Sie hob die Hand. »Nicht jetzt, Delaney.«

»Ich wollte dich etwas fragen, über … deine Eltern. Und …«

Sie fuhr herum und schrie: »Nicht jetzt, sagte ich!«

Und da sah ich, dass sie geweint hatte. »Irgendwas nicht in Ordnung?«

Sie lachte, ein trauriges, gehässiges Lachen. »Ja, ganz offenbar mit dir.«

Ich taumelte zurück und prallte gegen die Tür. Zum ersten Mal verstand ich das physikalische Phänomen, dass Schallwellen Energie übertragen können. Mums Worte pressten sich direkt in meine Eingeweide.

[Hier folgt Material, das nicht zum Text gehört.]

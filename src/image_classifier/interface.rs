use crate::frame::Frame;
use std::sync::Arc;
use std::time::Duration;

#[derive(Debug, Clone, PartialEq)]
pub struct Classification {
    pub label: String,
    pub confidence: f32,
}

/// Top-K classifications, highest confidence first.
#[derive(Debug, Clone, PartialEq)]
pub struct ClassificationResult {
    pub classifications: Vec<Classification>,
    pub elapsed: Duration,
}

impl ClassificationResult {
    pub fn dominant(&self) -> Option<&Classification> {
        self.classifications.first()
    }

    pub fn dominant_confidence(&self) -> f32 {
        self.dominant().map(|c| c.confidence).unwrap_or(0.0)
    }
}

#[derive(Debug, thiserror::Error)]
pub enum ClassifierError {
    #[error("classifier unavailable: {0}")]
    Unavailable(String),
    #[error("invalid frame: {0}")]
    InvalidFrame(String),
    #[error("evaluation failed: {0}")]
    Evaluation(String),
}

pub trait ImageClassifier: Send + Sync {
    fn classify(&self, frame: &Frame, top_k: usize) -> Result<ClassificationResult, ClassifierError>;
}

/// Deferred model loading, so the app can report progress before the slow part.
pub type ClassifierLoader = Box<
    dyn FnOnce() -> Result<Arc<dyn ImageClassifier + Send + Sync>, ClassifierError> + Send,
>;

Ich rannte aus der Küche, die Stufen hoch in mein Zimmer und schlug die Tür zu. Ich lehnte mich von innen dagegen und versuchte, wieder zu Atem zu kommen. Dabei kam mir in den Sinn, dass die Hölle womöglich kein Ort, sondern etwas anderes war. Etwas Ansteckendes. Etwas, das die Stufen hinauf- und unter meiner Tür hindurchkriechen konnte. Etwas mit Hörnern, das Feuer spuckte und ein bisschen nach Schwefel roch. Etwas, das überall Wurzeln schlagen konnte, das alles grau färbte und ein freundliches in ein höhnisches Lächeln verwandelte.

Während ich mich umzog, schlug ich mir auf den Rücken und strich über meinen Bauch, denn ich konnte es fühlen. Ich schwöre, ich konnte fühlen, wie es nach mir griff und sich an mir festklammern wollte.